Lieutenant general (Ret.) Witarmin was a figure who crushed the communist rebellion in South Blitar, East Java. Witarmin was captain of Defenders of the Homeland (PETA) in 1942.

== Early life ==
Witarmin was born in Kutorejo, Kertosono, Kutorejo, Kertosono, Nganjuk, East Java on 2 February 1925. He was the grandson of Carik Kertosono and the only child of Samin Sastra Miharjo and Wiji. Since childhood he lived in Kutorejo, Kertosono. First of all the education he took was Vervolkachool and Schakelschool, then H.I.S, all three of which were basic education during the Dutch colonial era. Considering the socio-economic conditions of his parents, he was forced not to attend secondary school.
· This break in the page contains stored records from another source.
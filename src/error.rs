//! Defines the app level error type and conversions to rendered HTML pages and alerts.
use axum::{
    http::StatusCode,
    response::{IntoResponse, Response},
};

use crate::{
    alert::Alert, extractor::ExtractionError, internal_server_error::InternalServerError,
    not_found::NotFoundError,
};

/// The errors that may occur in the application.
#[derive(Debug, thiserror::Error, PartialEq)]
pub enum Error {
    /// The user provided an unknown email or the wrong password.
    #[error("invalid email or password")]
    InvalidCredentials,

    /// The token cookie is missing from the cookie jar in the request.
    #[error("no cookies in the cookie jar :(")]
    CookieMissing,

    /// There was an error parsing the date in the cookie or creating the new
    /// expiry date time.
    ///
    /// Callers should pass in the original error as a string and the date
    /// string that caused the error.
    #[error("could not format expiry cookie date-time string \"{1}\": {0}")]
    InvalidDateFormat(String, String),

    /// The user provided a password that is too easy to guess.
    #[error("password is too weak: {0}")]
    TooWeak(String),

    /// An unexpected error occurred with the underlying hashing library.
    ///
    /// The error string should only be logged for debugging on the server.
    /// When communicating with the application client this error should be
    /// replaced with a general error type indicating an internal server error.
    #[error("hashing failed: {0}")]
    HashingError(String),

    /// The string is not a usable email address.
    #[error("{0} is not a valid email address")]
    InvalidEmail(String),

    /// A user with the email address is already registered.
    #[error("the email address is already registered")]
    DuplicateEmail,

    /// A transaction label was empty or only whitespace.
    #[error("the transaction label cannot be empty")]
    EmptyLabel,

    /// A transaction amount was NaN or infinite.
    #[error("the transaction amount must be a finite number")]
    NonFiniteAmount,

    /// A transaction amount could not be parsed as a number.
    #[error("\"{0}\" is not a valid amount")]
    InvalidAmount(String),

    /// The requested resource was not found.
    ///
    /// Internally, this error may occur when a query returns no rows.
    #[error("the requested resource could not be found")]
    NotFound,

    /// An unhandled/unexpected SQL error.
    #[error("an unexpected SQL error occurred: {0}")]
    SqlError(rusqlite::Error),

    /// An error occurred while getting the local timezone from a canonical timezone string.
    #[error("invalid timezone {0}")]
    InvalidTimezoneError(String),

    /// An error occurred while serializing a struct as JSON
    #[error("could not serialize as JSON: {0}")]
    JSONSerializationError(String),

    /// Could not acquire the database lock
    #[error("could not acquire the database lock")]
    DatabaseLockError,

    /// Turning free text into a transaction failed.
    #[error(transparent)]
    Extraction(#[from] ExtractionError),
}

impl From<rusqlite::Error> for Error {
    fn from(value: rusqlite::Error) -> Self {
        match value {
            // Code 2067 occurs when a UNIQUE constraint failed.
            rusqlite::Error::SqliteFailure(sql_error, Some(ref desc))
                if sql_error.extended_code == 2067 && desc.ends_with("user.email") =>
            {
                Error::DuplicateEmail
            }
            rusqlite::Error::QueryReturnedNoRows => Error::NotFound,
            error => {
                tracing::error!("an unhandled SQL error occurred: {}", error);
                Error::SqlError(error)
            }
        }
    }
}

impl IntoResponse for Error {
    fn into_response(self) -> Response {
        match self {
            Error::NotFound => NotFoundError.into_response(),
            Error::InvalidTimezoneError(timezone) => InternalServerError {
                description: "Invalid Timezone Settings",
                fix: &format!(
                    "Could not get local timezone \"{timezone}\". Check your server settings and \
                    ensure the timezone has been set to valid, canonical timezone string"
                ),
            }
            .into_response(),
            Error::DatabaseLockError => InternalServerError::default().into_response(),
            // Any errors that are not handled above are not intended to be shown to the client.
            error => {
                tracing::error!("An unexpected error occurred: {}", error);
                InternalServerError::default().into_response()
            }
        }
    }
}

impl Error {
    /// Convert the error into an HTTP response with an HTML alert.
    pub fn into_alert_response(self) -> Response {
        let (status_code, alert) = match self {
            Error::EmptyLabel => (
                StatusCode::UNPROCESSABLE_ENTITY,
                Alert::Error {
                    message: "Invalid transaction".to_owned(),
                    details: "Enter a label describing the transaction.".to_owned(),
                },
            ),
            Error::NonFiniteAmount => (
                StatusCode::UNPROCESSABLE_ENTITY,
                Alert::Error {
                    message: "Invalid transaction".to_owned(),
                    details: "The amount must be a finite number.".to_owned(),
                },
            ),
            Error::InvalidAmount(amount) => (
                StatusCode::UNPROCESSABLE_ENTITY,
                Alert::Error {
                    message: "Invalid transaction".to_owned(),
                    details: format!(
                        "\"{amount}\" is not a number. Use a negative amount for spending \
                        and a positive amount for income."
                    ),
                },
            ),
            Error::InvalidTimezoneError(timezone) => (
                StatusCode::INTERNAL_SERVER_ERROR,
                Alert::Error {
                    message: "Invalid Timezone Settings".to_owned(),
                    details: format!(
                        "Could not get local timezone \"{timezone}\". Check your server settings and \
                    ensure the timezone has been set to valid, canonical timezone string"
                    ),
                },
            ),
            error => {
                tracing::error!("An unexpected error occurred: {}", error);
                (
                    StatusCode::INTERNAL_SERVER_ERROR,
                    Alert::Error {
                        message: "Something went wrong".to_owned(),
                        details:
                            "An unexpected error occurred, check the server logs for more details."
                                .to_owned(),
                    },
                )
            }
        };

        (status_code, alert.into_html()).into_response()
    }
}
However, he was not a static child from childhood until he was a teenager, he was a dynamic young man. He was also adopted as a child by Kiai Haji Machrus Ali. Kiai Machrus is the Chair of the East Java NU Syuriah and caretaker of the Nirboyo Islamic Boarding School, Kediri.

==Military career==
During the Japanese occupation, he entered Resentai (Military Education) in Magelang, then continued in Bogor. He graduated from the first class with the rank of shodancho or platoon commander. From 1943, he was assigned as a soldier in PETA at Dai I Saidan at the dormitory Sukorame, Kediri. His close friends who helped him in the war in Kertosono were Amir Murtono, Imam Samudi, Subkan, Kartijo. In 1965, during the communist rebellion in South Blitar, Witarmin led the extermination of PKI. His services were immortalized by the construction of a statue of Colonel Inf Witarmin in Blitar and the Trisula Monument.

==Death==
Witarmin died on July 9, 1987, in DR. Soetomo Hospital Surabaya because he suffered from liver disease and diabetes, and was buried at JL. Bandung Taman Makam Pahlawan. Currently his name has been immortalized as the name of the street, Jl. Lt. Gen. Witarmin, Dadapan, Kedung Bunder, District. Sutojayan, Blitar Regency.